Iterative Outlier Identification

# Use robust fitting to identify problematic data points
def identify_outliers_iterative(fitter, threshold=3.0, max_iterations=3):
    """Iteratively identify outliers using robust fitting"""

    original_data = fitter.alos_obs.copy()
    original_err = fitter.alos_err.copy()

    for iteration in range(max_iterations):
        # Fit with current data
        results = fitter.optimize(method='gradient_descent')

        # Calculate residuals
        fitter.model.set_params(results.best_fit_params)
        predicted = fitter.model.alos(fitter.l, fitter.b, fitter.d)
        residuals = fitter.alos_obs - predicted
        normalized_residuals = residuals / fitter.alos_err

        # Identify outliers
        outlier_mask = np.abs(normalized_residuals) > threshold
        n_outliers = np.sum(outlier_mask)

        print(f"Iteration {iteration+1}: {n_outliers} outliers found")

        if n_outliers == 0:
            print("  No more outliers - converged")
            break

        # Remove outliers for next iteration
        keep_mask = ~outlier_mask
        fitter.set_data(
            fitter.l[keep_mask], fitter.b[keep_mask], fitter.d[keep_mask],
            fitter.alos_obs[keep_mask], fitter.alos_err[keep_mask]
        )

        print(f"  Removed {n_outliers} points, {len(fitter.alos_obs)} remaining")

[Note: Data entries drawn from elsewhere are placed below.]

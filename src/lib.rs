//! A client driver for a document database's wire protocol.
//!
//! - [`bson`]: the binary document codec.
//! - [`protocol`]: message framing and the database operations built on it.
//! - [`connection`]: connection strings, replica-set discovery and read routing.
//! - [`cursor`]: batched iteration over query results.
pub mod bson;
pub mod cli;
pub mod command;
pub mod connection;
pub mod cursor;
pub mod error;
pub mod protocol;

pub use bson::{Document, ObjectId, Value};
pub use cli::{execute, prompt};
pub use command::{Command, CommandError};
pub use connection::{
    ClientOptions, ConnectionManager, ConnectionString, ReadMode, ReadPreference,
};
pub use cursor::{Cursor, DocumentTransform};
pub use error::{Error, Result};
pub use protocol::{Protocol, WriteConcern};
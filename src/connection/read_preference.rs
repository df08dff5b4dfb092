use std::{collections::BTreeMap, fmt, str::FromStr};

use crate::error::{ConnectionError, Error, Result};

use super::MemberState;

/// Key/value labels a member must carry to be eligible.
pub type TagSet = BTreeMap<String, String>;

#[derive(Debug, Clone, Copy, PartialEq, Eq, Hash)]
pub enum ReadMode {
    Primary,
    PrimaryPreferred,
    Secondary,
    SecondaryPreferred,
    Nearest,
}

impl ReadMode {
    /// Member states member selection may pick from under this mode.
    pub fn eligible_states(&self) -> &'static [MemberState] {
        match self {
            ReadMode::Primary => &[MemberState::Primary],
            ReadMode::PrimaryPreferred | ReadMode::Secondary | ReadMode::SecondaryPreferred => {
                &[MemberState::Secondary]
            }
            ReadMode::Nearest => &[MemberState::Primary, MemberState::Secondary],
        }
    }
}

impl FromStr for ReadMode {
    type Err = Error;

    fn from_str(s: &str) -> Result<Self> {
        match s.to_ascii_lowercase().as_str() {
            "primary" => Ok(ReadMode::Primary),
            "primarypreferred" => Ok(ReadMode::PrimaryPreferred),
            "secondary" => Ok(ReadMode::Secondary),
            "secondarypreferred" => Ok(ReadMode::SecondaryPreferred),
            "nearest" => Ok(ReadMode::Nearest),
            _ => Err(ConnectionError::InvalidReadPreference(format!("unknown mode '{s}'")).into()),
        }
    }
}

impl fmt::Display for ReadMode {
    fn fmt(&self, f: &mut fmt::Formatter<'_>) -> fmt::Result {
        let s = match self {
            ReadMode::Primary => "primary",
            ReadMode::PrimaryPreferred => "primaryPreferred",
            ReadMode::Secondary => "secondary",
            ReadMode::SecondaryPreferred => "secondaryPreferred",
            ReadMode::Nearest => "nearest",
        };
        write!(f, "{s}")
    }
}

/// Which replica-set member services a read, and which tags it must carry. Tagsets are tried in
/// order; the first one any member satisfies wins.
#[derive(Debug, Clone, PartialEq, Eq, Hash)]
pub struct ReadPreference {
    mode: ReadMode,
    tagsets: Vec<TagSet>,
}

impl Default for ReadPreference {
    fn default() -> Self {
        Self::primary()
    }
}

impl ReadPreference {
    /// Fails when `primary` is combined with a non-empty tagset: the primary is a single member
    /// and cannot be filtered.
    pub fn new(mode: ReadMode, tagsets: Vec<TagSet>) -> Result<Self> {
        if mode == ReadMode::Primary && tagsets.iter().any(|t| !t.is_empty()) {
            return Err(ConnectionError::InvalidReadPreference(
                "primary read preference cannot have tagsets".into(),
            )
            .into());
        }
        Ok(Self { mode, tagsets })
    }

    pub fn primary() -> Self {
        Self {
            mode: ReadMode::Primary,
            tagsets: Vec::new(),
        }
    }

    pub fn with_mode(mode: ReadMode) -> Self {
        Self {
            mode,
            tagsets: Vec::new(),
        }
    }

    pub fn mode(&self) -> ReadMode {
        self.mode
    }

    pub fn tagsets(&self) -> &[TagSet] {
        &self.tagsets
    }

    /// Stable serialized form, used to memoize which member a preference resolved to.
    pub fn key(&self) -> String {
        let mut key = self.mode.to_string();
        for tagset in &self.tagsets {
            key.push('|');
            key.push_str(&format_tagset(tagset));
        }
        key
    }
}

/// Parses `dc:ny,rack:1` into a tagset. The empty string is the empty tagset, which matches
/// every member.
pub fn parse_tagset(s: &str) -> Result<TagSet> {
    let mut tagset = TagSet::new();
    for pair in s.split(',').filter(|p| !p.trim().is_empty()) {
        let (k, v) = pair.split_once(':').ok_or_else(|| {
            ConnectionError::InvalidReadPreference(format!("malformed tag '{pair}'"))
        })?;
        tagset.insert(k.trim().to_string(), v.trim().to_string());
    }
    Ok(tagset)
}

pub fn format_tagset(tagset: &TagSet) -> String {
    tagset
        .iter()
        .map(|(k, v)| format!("{k}:{v}"))
        .collect::<Vec<_>>()
        .join(",")
}

/// Whether `member` carries every tag in `tagset`.
pub fn tags_match(tagset: &TagSet, member: &TagSet) -> bool {
    tagset.iter().all(|(k, v)| member.get(k) == Some(v))
}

    return results, outlier_mask

# Example usage (would need a properly set up fitter)
print("\nIterative outlier removal example:")
print("This approach removes outliers completely rather than down-weighting them")

Best Practices

Guidelines for choosing and using noise models:

Model Selection Strategy:

  1. Start with data assessment: Use statistical tests to understand your data

  2. Begin with Gaussian: For well-understood, high-quality data

  3. Use Lorentzian for robustness: When outliers are suspected but should be retained

  4. Compare models objectively: Use AIC/BIC for model selection

  5. Validate with synthetic data: Test your approach on simulated datasets

Parameter Configuration:

  1. Use physically motivated bounds: Noise parameters should make sense

  2. Consider fixed parameters: If instrumental characteristics are known

  3. Monitor convergence: Some noise models can be harder to optimize

  4. Cross-validate results: Check stability across different datasets

Interpretation and Reporting:

  1. Document your choice: Report which noise model was used and why

  2. Show model comparison: Include AIC/BIC comparisons

  3. Analyze residuals: Validate your noise model choice post-fit

  4. Consider systematic effects: Large noise parameters may indicate missing physics

Common Pitfalls

Over-robust fitting:
  • Very flexible noise models can mask real astrophysical signals

  • Balance robustness against statistical power

Inappropriate parameter bounds:
  • Noise parameters should be constrained by physical expectations

  • Unconstrained noise can compensate for model inadequacies

Model comparison without validation:
  • AIC/BIC prefer simpler models - validate on independent data

  • Consider cross-validation for model selection

Next Steps

With robust noise modeling:

  • Apply to real pulsar timing datasets with known systematics

  • Explore hierarchical noise models for multi-survey data

  • Combine with advanced optimization techniques

  • Use noise diagnostics to identify instrumental or astrophysical systematics

Understanding noise models enables reliable parameter inference from real astronomical data with realistic uncertainties and outliers.